--- Requirement ---
Every line with the string "AppError" should be copied from the data.

#### Material provided ####

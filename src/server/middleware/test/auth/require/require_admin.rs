use super::*;

/// Tests admin user successfully passes admin permission check.
///
/// Expected: Ok(User) with the admin role
#[tokio::test]
async fn grants_access_to_admin_user() -> Result<(), AppError> {
    let test = TestBuilder::new()
        .with_table(entity::prelude::User)
        .build()
        .await
        .unwrap();
    let db = test.db.as_ref().unwrap();
    let tokens = token_service();

    let admin = factory::create_admin(db).await?;
    let headers = bearer(&tokens.issue(&load(db, admin.id).await)?);

    let user = AuthGuard::new(db, &tokens, &headers)
        .require(&[Permission::Admin])
        .await?;

    assert!(user.is_admin());

    Ok(())
}

/// Tests learner is denied admin permission.
///
/// Expected: Err(AuthError::AccessDenied) carrying the learner's ID
#[tokio::test]
async fn denies_access_to_learner() -> Result<(), AppError> {
    let test = TestBuilder::new()
        .with_table(entity::prelude::User)
        .build()
        .await
        .unwrap();
    let db = test.db.as_ref().unwrap();
    let tokens = token_service();

    let learner = factory::create_user(db).await?;
    let headers = bearer(&tokens.issue(&load(db, learner.id).await)?);

    let result = AuthGuard::new(db, &tokens, &headers)
        .require(&[Permission::Admin])
        .await;

    match result {
        Err(AppError::AuthErr(AuthError::AccessDenied(user_id, _))) => {
            assert_eq!(user_id, learner.id)
        }
        other => panic!("Expected AccessDenied error, got: {:?}", other.map(|u| u.id)),
    }

    Ok(())
}

/// Tests that the role is read from the database, not from the token.
///
/// Verifies that a learner promoted after the token was issued passes the admin
/// check without logging in again.
///
/// Expected: Ok(User)
#[tokio::test]
async fn uses_current_role_from_database() -> Result<(), AppError> {
    let test = TestBuilder::new()
        .with_table(entity::prelude::User)
        .build()
        .await
        .unwrap();
    let db = test.db.as_ref().unwrap();
    let tokens = token_service();

    let learner = factory::create_user(db).await?;
    let headers = bearer(&tokens.issue(&load(db, learner.id).await)?);
    UserRepository::new(db)
        .set_role(learner.id, UserRole::Admin)
        .await?;

    let result = AuthGuard::new(db, &tokens, &headers)
        .require(&[Permission::Admin])
        .await;

    assert!(result.is_ok());

    Ok(())
}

####

--- Expected output ---
async fn grants_access_to_admin_user() -> Result<(), AppError> {
async fn denies_access_to_learner() -> Result<(), AppError> {
        Err(AppError::AuthErr(AuthError::AccessDenied(user_id, _))) => {
async fn uses_current_role_from_database() -> Result<(), AppError> {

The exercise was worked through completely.